[Collected data]

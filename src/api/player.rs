//! Spotify "current player" endpoint

use async_trait::async_trait;
use reqwest::StatusCode;

use super::client::check_response;
use super::PlaybackSource;
use crate::auth::TokenManager;
use crate::error::FetchError;
use crate::models::{now_secs, PlaybackSnapshot, PlayerResponse};

pub struct SpotifyPlayer {
    http: reqwest::Client,
    api_base: String,
    tokens: TokenManager,
}

impl SpotifyPlayer {
    pub fn new(http: reqwest::Client, api_base: &str, tokens: TokenManager) -> Self {
        Self {
            http,
            api_base: api_base.trim_end_matches('/').to_string(),
            tokens,
        }
    }
}

#[async_trait]
impl PlaybackSource for SpotifyPlayer {
    async fn fetch_current(&self) -> Result<Option<PlaybackSnapshot>, FetchError> {
        let token = self.tokens.get_valid_access_token().await?;
        let url = format!("{}/me/player", self.api_base);
        tracing::debug!("Spotify GET {}", url);

        let resp = self.http.get(&url).bearer_auth(&token).send().await?;
        let resp = check_response(resp).await?;
        if resp.status() == StatusCode::NO_CONTENT {
            return Ok(None);
        }

        let body = resp.bytes().await?;
        if body.iter().all(u8::is_ascii_whitespace) {
            return Ok(None);
        }

        let player: PlayerResponse =
            serde_json::from_slice(&body).map_err(|e| FetchError::Malformed(e.to_string()))?;
        let snapshot = player.into_snapshot(now_secs())?;
        if snapshot.is_none() {
            tracing::debug!("Player has no track loaded");
        }
        Ok(snapshot)
    }
}
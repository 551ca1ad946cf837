//! Access token lifecycle: refresh-on-demand and persistence

use oauth2::basic::{
    BasicErrorResponse, BasicRevocationErrorResponse, BasicTokenIntrospectionResponse,
    BasicTokenType,
};
use oauth2::{AuthUrl, Client, RefreshToken, RequestTokenError, StandardRevocableToken, TokenUrl};
use tokio::sync::Mutex;

use super::tokens::{unix_now, SpotifyTokenResponse, StoredToken, TokenStore};
use super::{ClientCredentials, SPOTIFY_AUTH_URL};
use crate::api::client::oauth_http_client;
use crate::error::{AuthError, ConfigError};

/// `BasicClient` with a token response that keeps unknown provider fields
type SpotifyOAuthClient = Client<
    BasicErrorResponse,
    SpotifyTokenResponse,
    BasicTokenType,
    BasicTokenIntrospectionResponse,
    StandardRevocableToken,
    BasicRevocationErrorResponse,
>;

/// Owns the single Spotify token for the process.
///
/// The token sits behind an async mutex that is held for the whole refresh
/// exchange, so concurrent callers wait on one in-flight refresh instead of
/// starting their own.
pub struct TokenManager {
    http: reqwest::Client,
    oauth: SpotifyOAuthClient,
    store: Box<dyn TokenStore>,
    token: Mutex<StoredToken>,
}

impl TokenManager {
    /// Load the persisted token. Fails if the store has not been seeded.
    ///
    /// Client credentials go in an HTTP Basic header (the client's default
    /// auth type).
    pub fn new(
        http: reqwest::Client,
        token_url: impl Into<String>,
        credentials: &ClientCredentials,
        store: Box<dyn TokenStore>,
    ) -> Result<Self, ConfigError> {
        let oauth = SpotifyOAuthClient::new(
            credentials.oauth_client_id(),
            Some(credentials.oauth_client_secret()),
            AuthUrl::new(SPOTIFY_AUTH_URL.to_string())?,
            Some(TokenUrl::new(token_url.into())?),
        );
        let token = store.load()?;
        Ok(Self {
            http,
            oauth,
            store,
            token: Mutex::new(token),
        })
    }

    /// Return an access token with at least a minute of validity left,
    /// refreshing it first if necessary.
    pub async fn get_valid_access_token(&self) -> Result<String, AuthError> {
        let mut token = self.token.lock().await;
        if token.needs_refresh(unix_now()) {
            self.refresh(&mut token).await?;
        }
        Ok(token.access_token.clone())
    }

    async fn refresh(&self, token: &mut StoredToken) -> Result<(), AuthError> {
        tracing::info!("Refreshing Spotify access token...");

        let refresh_token = RefreshToken::new(token.refresh_token.clone());
        let response = self
            .oauth
            .exchange_refresh_token(&refresh_token)
            .request_async(|request| oauth_http_client(&self.http, request))
            .await
            .map_err(token_error)?;

        token.merge(&response, unix_now())?;

        if let Err(e) = self.store.save(token) {
            tracing::warn!("Failed to persist refreshed token: {:#}", e);
        }
        tracing::info!("Token refreshed (expires_at: {})", token.expires_at);
        Ok(())
    }
}

fn token_error(err: RequestTokenError<reqwest::Error, BasicErrorResponse>) -> AuthError {
    match err {
        RequestTokenError::ServerResponse(resp) => {
            AuthError::Rejected(serde_json::to_string(&resp).unwrap_or_default())
        }
        RequestTokenError::Request(e) => AuthError::Transport(e),
        RequestTokenError::Parse(e, body) => AuthError::Malformed(format!(
            "{} (body: {})",
            e,
            String::from_utf8_lossy(&body)
        )),
        RequestTokenError::Other(msg) => AuthError::Malformed(msg),
    }
}
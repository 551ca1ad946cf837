//! The poll loop: fetch, render, publish on change, sleep, repeat
//!
//! Runs for the life of the process. Nothing that happens inside a cycle
//! stops the loop; failures are logged and the next cycle waits the idle
//! interval.

use futures::FutureExt;
use std::panic::AssertUnwindSafe;
use std::time::Duration;
use tokio::time;

use crate::api::{PlaybackSource, StatusSink};
use crate::config::PollSettings;
use crate::status::{should_publish, StatusRenderer};

/// What to do with the tracked status when a publish fails
#[derive(Debug, Clone, Copy, PartialEq, Eq)]
pub enum PublishPolicy {
    /// Record the new status as sent anyway. A failed write is only
    /// repaired by the next real change.
    AdvanceAlways,
    /// Keep the previous status so the next cycle publishes again.
    RetainOnFailure,
}

/// Loop state, owned by the loop and reset on every start
#[derive(Debug, Clone, PartialEq)]
pub struct PollState {
    /// Last status handed to the sink; empty after startup
    pub last_rendered_status: String,
    pub current_interval: Duration,
}

pub struct PollLoop<S, P> {
    source: S,
    sink: P,
    renderer: StatusRenderer,
    active_interval: Duration,
    idle_interval: Duration,
    policy: PublishPolicy,
    state: PollState,
}

impl<S: PlaybackSource, P: StatusSink> PollLoop<S, P> {
    pub fn new(source: S, sink: P, renderer: StatusRenderer, settings: &PollSettings) -> Self {
        let policy = if settings.retain_status_on_failed_publish {
            PublishPolicy::RetainOnFailure
        } else {
            PublishPolicy::AdvanceAlways
        };
        Self {
            source,
            sink,
            renderer,
            active_interval: settings.active_interval(),
            idle_interval: settings.idle_interval(),
            policy,
            state: PollState {
                last_rendered_status: String::new(),
                current_interval: settings.idle_interval(),
            },
        }
    }

    pub fn state(&self) -> &PollState {
        &self.state
    }

    /// Run one cycle and return how long to sleep before the next.
    pub async fn step(&mut self) -> Duration {
        let snapshot = match self.source.fetch_current().await {
            Ok(Some(snapshot)) => snapshot,
            Ok(None) => {
                tracing::debug!("No active playback");
                return self.settle(self.idle_interval);
            }
            Err(e) => {
                tracing::warn!("Failed to fetch playback: {:#}", e);
                return self.settle(self.idle_interval);
            }
        };

        let candidate = self.renderer.render(&snapshot);
        if should_publish(&self.state.last_rendered_status, &candidate) {
            match self.sink.publish(&candidate).await {
                Ok(()) => {
                    tracing::info!("Status set to {:?}", candidate);
                    self.state.last_rendered_status = candidate;
                }
                Err(e) if self.policy == PublishPolicy::RetainOnFailure => {
                    tracing::warn!("Failed to publish status, will retry: {:#}", e);
                }
                Err(e) => {
                    tracing::warn!("Failed to publish status: {:#}", e);
                    self.state.last_rendered_status = candidate;
                }
            }
        }

        let interval = if snapshot.is_playing {
            self.active_interval
        } else {
            self.idle_interval
        };
        self.settle(interval)
    }

    fn settle(&mut self, interval: Duration) -> Duration {
        self.state.current_interval = interval;
        interval
    }

    /// Run one cycle, containing any panic inside it. A panicking cycle
    /// is logged, leaves the state untouched and is treated as idle.
    pub async fn cycle(&mut self) -> Duration {
        match AssertUnwindSafe(self.step()).catch_unwind().await {
            Ok(interval) => interval,
            Err(panic) => {
                let msg = panic
                    .downcast_ref::<&str>()
                    .map(|s| s.to_string())
                    .or_else(|| panic.downcast_ref::<String>().cloned())
                    .unwrap_or_else(|| "unknown panic".to_string());
                tracing::error!("Poll cycle panicked: {}", msg);
                self.settle(self.idle_interval)
            }
        }
    }

    /// Poll until Ctrl+C.
    pub async fn run(mut self) {
        tracing::info!(
            "Polling (active: {:?}, idle: {:?}, policy: {:?})",
            self.active_interval,
            self.idle_interval,
            self.policy
        );

        let shutdown = tokio::signal::ctrl_c();
        tokio::pin!(shutdown);

        loop {
            let interval = self.cycle().await;

            tokio::select! {
                _ = time::sleep(interval) => {}
                _ = &mut shutdown => {
                    tracing::info!("Shutting down...");
                    return;
                }
            }
        }
    }
}
//! Configuration management

use anyhow::{Result, Context};
use std::path::Path;
use std::fs;
use serde::{Deserialize, Serialize};
use autotest::{DiscoveryOrder, Tag, TestDiscovery, TestRunnerConfig};
use autotest::test_discovery::DEFAULT_PREFIX;

#[derive(Debug, Clone, Default, Serialize, Deserialize)]
pub struct HarnessConfig {
    /// Reporter used for the run
    #[serde(default)]
    pub reporter: ReporterKind,

    /// Show per-test progress and output
    #[serde(default)]
    pub verbose: bool,

    /// Discovery and selection
    #[serde(default)]
    pub runner: RunnerSection,
}

#[derive(Debug, Clone, Copy, Default, PartialEq, Eq, Serialize, Deserialize, clap::ValueEnum)]
#[serde(rename_all = "lowercase")]
pub enum ReporterKind {
    #[default]
    Console,
    Json,
    Junit,
}

#[derive(Debug, Clone, Serialize, Deserialize)]
pub struct RunnerSection {
    /// Order of discovered tests
    #[serde(default)]
    pub order: DiscoveryOrder,

    /// Name prefix that marks a registered case as a test
    #[serde(default = "default_prefix")]
    pub prefix: String,

    /// Only run tests with one of these tags
    #[serde(default)]
    pub include_tags: Vec<Tag>,

    /// Never run tests with one of these tags
    #[serde(default)]
    pub exclude_tags: Vec<Tag>,

    /// Only run tests whose name contains this
    #[serde(default)]
    pub filter: Option<String>,
}

impl Default for RunnerSection {
    fn default() -> Self {
        Self {
            order: DiscoveryOrder::default(),
            prefix: default_prefix(),
            include_tags: Vec::new(),
            exclude_tags: Vec::new(),
            filter: None,
        }
    }
}

impl HarnessConfig {
    /// Load configuration from file; no path means defaults
    pub fn load(config_path: Option<&Path>) -> Result<Self> {
        let Some(config_path) = config_path else {
            return Ok(Self::default());
        };

        let content = fs::read_to_string(config_path)
            .with_context(|| format!("Failed to read config file: {}", config_path.display()))?;

        let config: HarnessConfig = toml::from_str(&content)
            .with_context(|| format!("Failed to parse config file: {}", config_path.display()))?;

        Ok(config)
    }

    pub fn discovery(&self) -> TestDiscovery {
        TestDiscovery::new(self.runner.prefix.clone(), self.runner.order)
    }

    pub fn runner_config(&self, local: bool) -> TestRunnerConfig {
        TestRunnerConfig {
            local,
            filter: self.runner.filter.clone(),
            include_tags: self.runner.include_tags.iter().cloned().collect(),
            exclude_tags: self.runner.exclude_tags.iter().cloned().collect(),
        }
    }
}

fn default_prefix() -> String {
    DEFAULT_PREFIX.to_string()
}

#[cfg(test)]
mod tests {
    use super::*;
    use tempfile::TempDir;

    #[test]
    fn test_config_serialization() {
        let config = HarnessConfig::default();
        let toml_str = toml::to_string(&config).unwrap();
        let parsed: HarnessConfig = toml::from_str(&toml_str).unwrap();

        assert_eq!(config.reporter, parsed.reporter);
        assert_eq!(config.runner.prefix, parsed.runner.prefix);
    }

    #[test]
    fn test_config_load() {
        let temp_dir = TempDir::new().unwrap();
        let config_path = temp_dir.path().join("autotest.toml");
        fs::write(&config_path, r#"
reporter = "json"

[runner]
order = "declaration"
exclude_tags = ["long"]
filter = "fast"
"#).unwrap();

        let config = HarnessConfig::load(Some(&config_path)).unwrap();
        assert_eq!(config.reporter, ReporterKind::Json);
        assert_eq!(config.runner.order, DiscoveryOrder::Declaration);
        assert_eq!(config.runner.prefix, "test_");

        let runner = config.runner_config(false);
        assert!(runner.exclude_tags.contains(&Tag::LONG));
        assert_eq!(runner.filter.as_deref(), Some("fast"));
    }

    #[test]
    fn test_missing_path_means_defaults() {
        let config = HarnessConfig::load(None).unwrap();
        assert_eq!(config.reporter, ReporterKind::Console);
        assert!(!config.verbose);
    }

    #[test]
    fn test_unreadable_config_is_an_error() {
        let temp_dir = TempDir::new().unwrap();
        let err = HarnessConfig::load(Some(&temp_dir.path().join("missing.toml"))).unwrap_err();
        assert!(err.to_string().contains("Failed to read config file"));
    }
}
//! Test discovery module
//!
//! Test cases are registered explicitly on a [`TestSuite`]; discovery selects
//! the registered cases that look like tests and puts them in a stable order.

use std::borrow::Cow;
use std::collections::{BTreeMap, BTreeSet};
use std::fmt;
use std::sync::Arc;
use serde::{Deserialize, Serialize};
use crate::error::Result;
use crate::test_context::TestContext;

/// Default prefix a registered case name must carry to be discovered
pub const DEFAULT_PREFIX: &str = "test_";

/// Category label used to select subsets of tests
#[derive(Debug, Clone, PartialEq, Eq, PartialOrd, Ord, Hash, Serialize, Deserialize)]
#[serde(transparent)]
pub struct Tag(Cow<'static, str>);

impl Tag {
    /// Long-running tests
    pub const LONG: Tag = Tag(Cow::Borrowed("long"));

    pub fn new(name: impl Into<String>) -> Self {
        Tag(Cow::Owned(name.into()))
    }

    pub fn as_str(&self) -> &str {
        &self.0
    }
}

impl fmt::Display for Tag {
    fn fmt(&self, f: &mut fmt::Formatter<'_>) -> fmt::Result {
        f.write_str(&self.0)
    }
}

impl From<&str> for Tag {
    fn from(name: &str) -> Self {
        Tag::new(name)
    }
}

/// Body of a test case
pub type TestFn = Arc<dyn Fn(&mut TestContext) -> Result<()> + Send + Sync>;

/// Test case
#[derive(Clone)]
pub struct TestCase {
    /// Test name
    pub name: String,

    /// Human-readable description
    pub description: String,

    /// Test attributes (tags, skip conditions)
    pub attributes: TestAttributes,

    body: TestFn,
}

/// Test attributes
#[derive(Debug, Clone, Default)]
pub struct TestAttributes {
    /// Tags for grouping tests
    pub tags: BTreeSet<Tag>,

    /// Whether this test should be skipped
    pub skip: bool,

    /// Skip reason
    pub skip_reason: Option<String>,
}

impl TestCase {
    pub fn new<F>(name: impl Into<String>, description: impl Into<String>, body: F) -> Self
    where
        F: Fn(&mut TestContext) -> Result<()> + Send + Sync + 'static,
    {
        Self {
            name: name.into(),
            description: description.into(),
            attributes: TestAttributes::default(),
            body: Arc::new(body),
        }
    }

    pub fn tag(mut self, tag: impl Into<Tag>) -> Self {
        self.attributes.tags.insert(tag.into());
        self
    }

    pub fn skip(mut self, reason: impl Into<String>) -> Self {
        self.attributes.skip = true;
        self.attributes.skip_reason = Some(reason.into());
        self
    }

    pub(crate) fn invoke(&self, ctx: &mut TestContext) -> Result<()> {
        (self.body)(ctx)
    }
}

impl fmt::Debug for TestCase {
    fn fmt(&self, f: &mut fmt::Formatter<'_>) -> fmt::Result {
        f.debug_struct("TestCase")
            .field("name", &self.name)
            .field("description", &self.description)
            .field("attributes", &self.attributes)
            .finish_non_exhaustive()
    }
}

/// Test suite
#[derive(Debug, Clone)]
pub struct TestSuite {
    /// Suite name
    pub name: String,

    /// Suite description
    pub description: String,

    /// Tags applied to every case in the suite
    pub tags: BTreeSet<Tag>,

    /// Registered cases, in declaration order
    pub tests: Vec<TestCase>,
}

impl TestSuite {
    pub fn new(name: impl Into<String>, description: impl Into<String>) -> Self {
        Self {
            name: name.into(),
            description: description.into(),
            tags: BTreeSet::new(),
            tests: Vec::new(),
        }
    }

    pub fn tag(mut self, tag: impl Into<Tag>) -> Self {
        self.tags.insert(tag.into());
        self
    }

    /// Register a case. Registering a name twice replaces the earlier body
    /// but keeps its declaration position.
    pub fn case(mut self, case: TestCase) -> Self {
        match self.tests.iter_mut().find(|t| t.name == case.name) {
            Some(existing) => *existing = case,
            None => self.tests.push(case),
        }
        self
    }

    /// Case tags merged with the suite tags
    pub fn tags_of(&self, test: &TestCase) -> BTreeSet<Tag> {
        self.tags.union(&test.attributes.tags).cloned().collect()
    }

    /// Tests grouped by tag
    pub fn by_tag(&self) -> BTreeMap<Tag, Vec<&TestCase>> {
        let mut index: BTreeMap<Tag, Vec<&TestCase>> = BTreeMap::new();
        for test in &self.tests {
            for tag in self.tags_of(test) {
                index.entry(tag).or_default().push(test);
            }
        }
        index
    }

    fn with_tests(&self, name: String, tests: Vec<TestCase>) -> Self {
        Self {
            name,
            description: self.description.clone(),
            tags: self.tags.clone(),
            tests,
        }
    }
}

/// Order in which discovered tests run
#[derive(Debug, Clone, Copy, Default, PartialEq, Eq, Serialize, Deserialize)]
#[serde(rename_all = "lowercase")]
pub enum DiscoveryOrder {
    /// Sorted by test name
    #[default]
    Name,
    /// As registered
    Declaration,
}

/// Test discovery
#[derive(Debug, Clone)]
pub struct TestDiscovery {
    prefix: String,
    order: DiscoveryOrder,
}

impl Default for TestDiscovery {
    fn default() -> Self {
        Self::new(DEFAULT_PREFIX, DiscoveryOrder::default())
    }
}

impl TestDiscovery {
    pub fn new(prefix: impl Into<String>, order: DiscoveryOrder) -> Self {
        Self {
            prefix: prefix.into(),
            order,
        }
    }

    /// Discover all tests registered on a suite
    pub fn discover(&self, suite: &TestSuite) -> TestSuite {
        let mut tests: Vec<TestCase> = suite.tests.iter()
            .filter(|test| self.is_test_name(&test.name))
            .cloned()
            .collect();

        if self.order == DiscoveryOrder::Name {
            tests.sort_by(|a, b| a.name.cmp(&b.name));
        }

        tracing::debug!(suite = %suite.name, count = tests.len(), "discovered tests");
        suite.with_tests(suite.name.clone(), tests)
    }

    /// Discover tests by pattern
    pub fn discover_by_pattern(&self, suite: &TestSuite, pattern: &str) -> TestSuite {
        let all_tests = self.discover(suite);

        let filtered_tests: Vec<TestCase> = all_tests.tests
            .into_iter()
            .filter(|test| test.name.contains(pattern))
            .collect();

        suite.with_tests(format!("{} (matching '{}')", suite.name, pattern), filtered_tests)
    }

    /// Discover tests by tag, suite tags included
    pub fn discover_by_tag(&self, suite: &TestSuite, tag: &Tag) -> TestSuite {
        let all_tests = self.discover(suite);

        let filtered_tests: Vec<TestCase> = all_tests.tests
            .into_iter()
            .filter(|test| suite.tags_of(test).contains(tag))
            .collect();

        suite.with_tests(format!("{} (tagged '{}')", suite.name, tag), filtered_tests)
    }

    fn is_test_name(&self, name: &str) -> bool {
        name.starts_with(&self.prefix) && name.len() > self.prefix.len()
    }
}
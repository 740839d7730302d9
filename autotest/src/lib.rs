//! Self-testing harness for example code
//!
//! Example modules register their test cases on a [`TestSuite`], run them
//! with a [`TestRunner`] and get back a [`TestReport`] whose records keep
//! every attribute the tests recorded, for inspection after the run.

pub mod error;
pub mod test_context;
pub mod test_discovery;
pub mod test_report;
pub mod test_runner;

pub use error::TestError;
pub use test_context::{Locals, TestContext};
pub use test_discovery::{DiscoveryOrder, Tag, TestCase, TestDiscovery, TestSuite};
pub use test_report::{ConsoleReporter, TestRecord, TestReport, TestReporter};
pub use test_runner::{TestResult, TestRunner, TestRunnerConfig};

/// Discover and run a suite as the direct entry point of the process:
/// test diagnostics are printed and the report is returned for inspection.
pub fn local_test(suite: &TestSuite, reporter: &dyn TestReporter) -> TestReport {
    let discovered = TestDiscovery::default().discover(suite);
    let runner = TestRunner::new(TestRunnerConfig {
        local: true,
        ..Default::default()
    });
    runner.run_suite(&discovered, reporter)
}

#[cfg(test)]
mod tests {
    use super::*;
    use test_report::SilentReporter;

    #[test]
    fn test_local_test_runs_in_local_mode() {
        let suite = TestSuite::new("local", "")
            .case(TestCase::new("test_local", "", |ctx| {
                ctx.set("result", ctx.is_local())?;
                ctx.assert_true(ctx.is_local(), "not running locally")
            }))
            .case(TestCase::new("helper", "", |_| Err(TestError::failed("not a test"))));

        let report = local_test(&suite, &SilentReporter);
        assert!(report.is_success());
        assert_eq!(report.stats.total, 1);
        assert_eq!(report.namespace()["result"], serde_json::json!(true));
    }
}
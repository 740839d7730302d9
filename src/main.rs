//! Runs the example's colocated test suite as the direct entry point and
//! prints the last recorded result.

use anyhow::Result;
use clap::Parser;
use colored::*;
use std::path::PathBuf;
use tracing::{debug, error};
use autotest::test_report::{JUnitReporter, JsonReporter};
use autotest::{ConsoleReporter, Tag, TestReport, TestReporter, TestRunner};
use examplepackage::{test_suite, HarnessConfig, ReporterKind};

/// Run the example test suite
#[derive(Parser)]
#[command(name = "examplepackage")]
#[command(about = "Run the example computations with their own tests")]
#[command(version)]
struct Cli {
    /// Enable verbose logging and per-test output
    #[arg(short, long)]
    verbose: bool,

    /// Configuration file path
    #[arg(short, long)]
    config: Option<PathBuf>,

    /// Reporter (overrides the config file)
    #[arg(short, long, value_enum)]
    reporter: Option<ReporterKind>,

    /// Only run tests carrying this tag
    #[arg(long = "tag")]
    tags: Vec<String>,

    /// Skip tests carrying this tag
    #[arg(long = "exclude-tag")]
    exclude_tags: Vec<String>,

    /// Only run tests whose name contains this
    #[arg(short, long)]
    filter: Option<String>,

    /// Do not print test diagnostics
    #[arg(short, long)]
    quiet: bool,
}

fn main() {
    let cli = Cli::parse();

    if let Err(e) = init_logging(cli.verbose) {
        eprintln!("{} {}", "Error:".red().bold(), e);
        std::process::exit(1);
    }

    match run(cli) {
        Ok(report) if report.is_success() => {}
        Ok(_) => std::process::exit(1),
        Err(e) => {
            error!("Run failed: {:#}", e);
            eprintln!("{} {:#}", "Error:".red().bold(), e);
            std::process::exit(1);
        }
    }
}

fn run(cli: Cli) -> Result<TestReport> {
    let mut config = HarnessConfig::load(cli.config.as_deref())?;

    config.verbose |= cli.verbose;
    if let Some(reporter) = cli.reporter {
        config.reporter = reporter;
    }
    // Command-line selection replaces the file's; a tag asked for with
    // --tag is no longer excluded by the file.
    if !cli.exclude_tags.is_empty() {
        config.runner.exclude_tags = cli.exclude_tags.into_iter().map(Tag::new).collect();
    } else if !cli.tags.is_empty() {
        config.runner.exclude_tags.retain(|tag| !cli.tags.iter().any(|t| t == tag.as_str()));
    }
    if !cli.tags.is_empty() {
        config.runner.include_tags = cli.tags.into_iter().map(Tag::new).collect();
    }
    if cli.filter.is_some() {
        config.runner.filter = cli.filter;
    }
    debug!(?config, "effective configuration");

    let local = !cli.quiet && config.reporter == ReporterKind::Console;
    let reporter: Box<dyn TestReporter> = match config.reporter {
        ReporterKind::Json => Box::new(JsonReporter),
        ReporterKind::Junit => Box::new(JUnitReporter),
        ReporterKind::Console => {
            Box::new(ConsoleReporter::new(config.verbose).with_progress(!local))
        }
    };

    let suite = config.discovery().discover(&test_suite());
    let runner = TestRunner::new(config.runner_config(local));
    let report = runner.run_suite(&suite, reporter.as_ref());

    if local {
        match report.namespace().get("result") {
            Some(result) => println!("The last result of the last test was\n {}", result),
            None => println!("No test recorded a result"),
        }
    }

    Ok(report)
}

fn init_logging(verbose: bool) -> Result<()> {
    let level = if verbose {
        tracing::Level::DEBUG
    } else {
        tracing::Level::INFO
    };

    tracing_subscriber::fmt()
        .with_max_level(level)
        .with_target(false)
        .with_writer(std::io::stderr)
        .try_init()
        .map_err(|e| anyhow::anyhow!("failed to initialise logging: {}", e))?;

    Ok(())
}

● **YOUR OBJECTIVE**
Return all lines in the data that include the word "ReporterKind".

● **SOLUTION BELOW**
    pub reporter: ReporterKind,
pub enum ReporterKind {
        assert_eq!(config.reporter, ReporterKind::Json);
        assert_eq!(config.reporter, ReporterKind::Console);
use examplepackage::{test_suite, HarnessConfig, ReporterKind};
    reporter: Option<ReporterKind>,
    let local = !cli.quiet && config.reporter == ReporterKind::Console;
        ReporterKind::Json => Box::new(JsonReporter),
        ReporterKind::Junit => Box::new(JUnitReporter),
        ReporterKind::Console => {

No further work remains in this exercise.